It might be more useful if it was an index of skills managed in GitHub. Sort of like GitHub actions which can be browsed in the marketplace[1] but are ultimately just normal git repos.

[1] https://github.com/marketplace?type=actions

tomaspiaggio12•2w ago
i thought of that but i didn't want to build a job to migrate that to the db. maybe we'll go that route.
XCSme•2w ago
I don't understand how "agent-browser" works.

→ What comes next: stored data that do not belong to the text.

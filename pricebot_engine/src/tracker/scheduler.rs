use std::{
    collections::HashMap,
    fmt::Display,
    sync::{
        atomic::{AtomicU64, Ordering},
        Arc,
    },
};

use chrono::{DateTime, Duration, Utc};
use futures_util::future::join_all;
use log::*;
use pricebot_common::Isk;
use tokio::sync::mpsc;

use crate::{
    events::{EventProducers, PriceChangedEvent, TrackingEndReason, TrackingEndedEvent},
    tracker::{
        clamp_threshold,
        DedupKey,
        SubscriberRef,
        TrackRequest,
        TrackerError,
        TrackingAdjustment,
        TrackingEntry,
        TrackingId,
        TrackingNotice,
        TrackingReceipt,
    },
    traits::{MarketData, NotificationSink},
};

#[derive(Debug, Clone, Copy, PartialEq, Eq)]
pub struct TrackerConfig {
    /// Lifetime of entries whose request did not ask for one.
    pub default_duration: Duration,
    /// Upper bound on requested lifetimes.
    pub max_duration: Duration,
}

impl Default for TrackerConfig {
    fn default() -> Self {
        Self { default_duration: Duration::minutes(30), max_duration: Duration::hours(24) }
    }
}

impl TrackerConfig {
    pub fn resolve_duration(&self, requested: Option<Duration>) -> (Duration, Option<TrackingAdjustment>) {
        match requested {
            None => (self.default_duration, None),
            Some(d) if d <= Duration::zero() => {
                (self.default_duration, Some(TrackingAdjustment::DurationDefaulted { applied: self.default_duration }))
            },
            Some(d) if d > self.max_duration => {
                (self.max_duration, Some(TrackingAdjustment::DurationCapped { requested: d, applied: self.max_duration }))
            },
            Some(d) => (d, None),
        }
    }
}

#[derive(Debug)]
enum TrackerCommand {
    Add(TrackingEntry),
    Cancel(TrackingId),
    CancelSubscriber(SubscriberRef),
}

/// What happened during one tick.
#[derive(Debug, Clone, Copy, Default, PartialEq, Eq)]
pub struct TickReport {
    pub added: usize,
    pub cancelled: usize,
    /// Price lookups issued, one per distinct `(item, region)` pair.
    pub lookups: usize,
    pub failed_lookups: usize,
    pub notified: usize,
    pub expired: usize,
    /// Entries dropped because delivery failed.
    pub removed: usize,
    /// Entries still active after the tick.
    pub tracked: usize,
}

impl Display for TickReport {
    fn fmt(&self, f: &mut std::fmt::Formatter<'_>) -> std::fmt::Result {
        write!(
            f,
            "{} tracked ({} added, {} cancelled), {} lookups ({} failed), {} notified, {} expired, {} removed",
            self.tracked,
            self.added,
            self.cancelled,
            self.lookups,
            self.failed_lookups,
            self.notified,
            self.expired,
            self.removed
        )
    }
}

//--------------------------------------   TrackerHandle     ---------------------------------------------------------
/// The public face of a [`TrackingScheduler`]. Handles are cheap to clone and can be used from any task. Requests are
/// queued and take effect at the start of the scheduler's next tick.
pub struct TrackerHandle<M> {
    market: Arc<M>,
    commands: mpsc::UnboundedSender<TrackerCommand>,
    next_id: Arc<AtomicU64>,
    config: TrackerConfig,
}

impl<M> Clone for TrackerHandle<M> {
    fn clone(&self) -> Self {
        Self {
            market: Arc::clone(&self.market),
            commands: self.commands.clone(),
            next_id: Arc::clone(&self.next_id),
            config: self.config,
        }
    }
}

impl<M> TrackerHandle<M> {
    pub fn config(&self) -> &TrackerConfig {
        &self.config
    }

    /// Stop tracking the given entry. Unknown ids are ignored.
    pub fn cancel(&self, id: TrackingId) -> Result<(), TrackerError> {
        self.send(TrackerCommand::Cancel(id))
    }

    /// Stop every entry belonging to `subscriber`.
    pub fn cancel_all_for(&self, subscriber: &SubscriberRef) -> Result<(), TrackerError> {
        self.send(TrackerCommand::CancelSubscriber(subscriber.clone()))
    }

    fn send(&self, command: TrackerCommand) -> Result<(), TrackerError> {
        self.commands.send(command).map_err(|_| TrackerError::SchedulerStopped)
    }
}

impl<M> TrackerHandle<M>
where M: MarketData
{
    pub async fn start_tracking(&self, request: TrackRequest) -> Result<TrackingReceipt, TrackerError> {
        self.start_tracking_at(request, Utc::now()).await
    }

    /// Create a tracking entry that starts at `now`. The current market price becomes the baseline, so this fails if
    /// no price is available.
    pub async fn start_tracking_at(
        &self,
        request: TrackRequest,
        now: DateTime<Utc>,
    ) -> Result<TrackingReceipt, TrackerError> {
        if self.commands.is_closed() {
            return Err(TrackerError::SchedulerStopped);
        }
        let TrackRequest { item, region, subscriber, threshold, duration } = request;
        let baseline_price = self.market.fetch_current_price(item.id, region.id).await?;
        let (change_threshold, threshold_adjustment) = clamp_threshold(threshold);
        let (duration, duration_adjustment) = self.config.resolve_duration(duration);
        let entry = TrackingEntry {
            id: self.next_id.fetch_add(1, Ordering::SeqCst) + 1,
            item_id: item.id,
            item_name: item.name,
            region_id: region.id,
            region_name: region.name,
            subscriber,
            change_threshold,
            baseline_price,
            current_price: None,
            started_at: now,
            duration,
        };
        self.send(TrackerCommand::Add(entry.clone()))?;
        info!(
            "📈️ [#{}] {} is tracking {} in {} from {baseline_price} (threshold {change_threshold}, {} min)",
            entry.id,
            entry.subscriber,
            entry.item_name,
            entry.region_name,
            entry.duration.num_minutes()
        );
        let adjustments = [threshold_adjustment, duration_adjustment].into_iter().flatten().collect();
        Ok(TrackingReceipt { entry, adjustments })
    }
}

//--------------------------------------  TrackingScheduler  ---------------------------------------------------------
/// Owns the active tracking entries and runs the polling ticks. Only [`TrackingScheduler::tick`] changes the entry
/// set, and it takes `&mut self`, so two ticks can never overlap.
pub struct TrackingScheduler<M, N> {
    market: Arc<M>,
    sink: N,
    producers: EventProducers,
    entries: Vec<TrackingEntry>,
    commands: mpsc::UnboundedReceiver<TrackerCommand>,
}

impl<M, N> std::fmt::Debug for TrackingScheduler<M, N> {
    fn fmt(&self, f: &mut std::fmt::Formatter<'_>) -> std::fmt::Result {
        write!(f, "TrackingScheduler({} entries)", self.entries.len())
    }
}

impl<M, N> TrackingScheduler<M, N> {
    pub fn new(market: M, sink: N, config: TrackerConfig, producers: EventProducers) -> (Self, TrackerHandle<M>) {
        let market = Arc::new(market);
        let (sender, receiver) = mpsc::unbounded_channel();
        let handle =
            TrackerHandle { market: Arc::clone(&market), commands: sender, next_id: Arc::new(AtomicU64::new(0)), config };
        let scheduler = Self { market, sink, producers, entries: Vec::new(), commands: receiver };
        (scheduler, handle)
    }

    /// The entries that were active at the end of the last tick.
    pub fn entries(&self) -> &[TrackingEntry] {
        &self.entries
    }

    pub fn len(&self) -> usize {
        self.entries.len()
    }

    pub fn is_empty(&self) -> bool {
        self.entries.is_empty()
    }
}

impl<M, N> TrackingScheduler<M, N>
where
    M: MarketData,
    N: NotificationSink,
{
    pub async fn tick(&mut self) -> TickReport {
        self.tick_at(Utc::now()).await
    }

    /// Run one polling round as if the time were `now`.
    pub async fn tick_at(&mut self, now: DateTime<Utc>) -> TickReport {
        let mut report = TickReport::default();
        self.apply_commands(&mut report).await;
        let snapshot = std::mem::take(&mut self.entries);
        let (expired, live): (Vec<_>, Vec<_>) = snapshot.into_iter().partition(|e| e.is_expired(now));
        let prices = self.fetch_prices(&live, &mut report).await;
        let mut retained = Vec::with_capacity(live.len());
        for mut entry in live {
            let keep = match prices.get(&entry.dedup_key()) {
                Some(price) => self.apply_price(&mut entry, *price, now, &mut report).await,
                None => true,
            };
            if keep {
                retained.push(entry);
            }
        }
        for entry in expired {
            self.expire(entry, &mut report).await;
        }
        report.tracked = retained.len();
        self.entries = retained;
        report
    }

    async fn apply_commands(&mut self, report: &mut TickReport) {
        let mut ended = Vec::new();
        while let Ok(command) = self.commands.try_recv() {
            match command {
                TrackerCommand::Add(entry) => {
                    trace!("📈️ [#{}] Entry added", entry.id);
                    self.entries.push(entry);
                    report.added += 1;
                },
                TrackerCommand::Cancel(id) => {
                    let (gone, kept) = std::mem::take(&mut self.entries).into_iter().partition(|e| e.id == id);
                    self.entries = kept;
                    ended.extend(gone);
                },
                TrackerCommand::CancelSubscriber(subscriber) => {
                    let (gone, kept) =
                        std::mem::take(&mut self.entries).into_iter().partition(|e| e.subscriber == subscriber);
                    self.entries = kept;
                    ended.extend(gone);
                },
            }
        }
        report.cancelled = ended.len();
        for entry in ended {
            debug!("📈️ [#{}] Tracking of {} cancelled", entry.id, entry.item_name);
            self.producers.publish_tracking_ended(TrackingEndedEvent::new(entry, TrackingEndReason::Cancelled)).await;
        }
    }

    /// Look up each distinct `(item, region)` pair once, concurrently. Failed lookups are left out of the result.
    async fn fetch_prices(&self, live: &[TrackingEntry], report: &mut TickReport) -> HashMap<DedupKey, Isk> {
        let mut keys = live.iter().map(TrackingEntry::dedup_key).collect::<Vec<_>>();
        keys.sort();
        keys.dedup();
        report.lookups = keys.len();
        let market = &self.market;
        let lookups = join_all(keys.into_iter().map(|key| async move {
            (key, market.fetch_current_price(key.item_id, key.region_id).await)
        }))
        .await;
        lookups
            .into_iter()
            .filter_map(|(key, result)| match result {
                Ok(price) => Some((key, price)),
                Err(e) => {
                    warn!("📈️ Price lookup for item #{} in region #{} failed. {e}", key.item_id, key.region_id);
                    report.failed_lookups += 1;
                    None
                },
            })
            .collect()
    }

    /// Returns false if the entry must be dropped.
    async fn apply_price(
        &self,
        entry: &mut TrackingEntry,
        price: Isk,
        now: DateTime<Utc>,
        report: &mut TickReport,
    ) -> bool {
        let Some(delta) = entry.significant_change(price) else {
            trace!("📈️ [#{}] {} is at {price}, no significant change", entry.id, entry.item_name);
            return true;
        };
        let notice = TrackingNotice::PriceChanged {
            entry_id: entry.id,
            item_name: entry.item_name.clone(),
            region_name: entry.region_name.clone(),
            previous: entry.baseline_price,
            current: price,
            delta,
        };
        match self.sink.deliver(&entry.subscriber, &notice).await {
            Ok(()) => {
                info!("📈️ [#{}] {} moved by {delta} to {price}. {} notified", entry.id, entry.item_name, entry.subscriber);
                let event = PriceChangedEvent {
                    entry_id: entry.id,
                    item_id: entry.item_id,
                    region_id: entry.region_id,
                    subscriber: entry.subscriber.clone(),
                    previous: entry.baseline_price,
                    current: price,
                    delta,
                    timestamp: now,
                };
                entry.baseline_price = price;
                entry.current_price = Some(price);
                report.notified += 1;
                self.producers.publish_price_changed(event).await;
                true
            },
            Err(e) => {
                warn!("📈️ [#{}] Could not notify {}, tracking stopped. {e}", entry.id, entry.subscriber);
                report.removed += 1;
                let event = TrackingEndedEvent::new(entry.clone(), TrackingEndReason::DeliveryFailed);
                self.producers.publish_tracking_ended(event).await;
                false
            },
        }
    }

    async fn expire(&self, entry: TrackingEntry, report: &mut TickReport) {
        let notice = TrackingNotice::Expired {
            entry_id: entry.id,
            item_name: entry.item_name.clone(),
            region_name: entry.region_name.clone(),
            last_price: entry.last_price(),
        };
        if let Err(e) = self.sink.deliver(&entry.subscriber, &notice).await {
            debug!("📈️ [#{}] Expiry notice was not delivered. {e}", entry.id);
        }
        debug!("📈️ [#{}] Tracking of {} expired", entry.id, entry.item_name);
        report.expired += 1;
        self.producers.publish_tracking_ended(TrackingEndedEvent::new(entry, TrackingEndReason::Expired)).await;
    }
}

Is it just the instructions? Where is the browsing executed? Locally with pupetter? Or it uses some service?

tomaspiaggio12•2w ago
it's basically a cli for controlling a browser. the idea is that an agent like claude code would use it for validating something that it just did like changing something on the UI
XCSme•2w ago
What browser? My question comes from security, adding that skills just provides a line of bash, with no further info. I checked the .md file but it just lists a list of commands with agent-browser.
cheema33•2w ago
agent-browser is built on top of Playwright. Playwright uses a version of Chromium.
esperent•2w ago
I was looking at this earlier. Has anyone used it? Is it useful compared to the Playwright MCP or Claude's Chrome plugin?
jimmydoe•1w ago
Agent browser is more lightweight than playwright mcp. Claude Chrome requires some manual setup, and works better in cases requires your actual browser not a headless one.
cheema33•2w ago
AI agent skills are very useful. Unlike MCP they do not waste context. Most of the time I am building skills that are very particular to my project. But occasionally I do use a skill that is more generic. Particularly when something is too new to have made it into the LLM training data set. Or not common enough.
gtirloni•2w ago
I think calling it "official" might be giving users the wrong impression here.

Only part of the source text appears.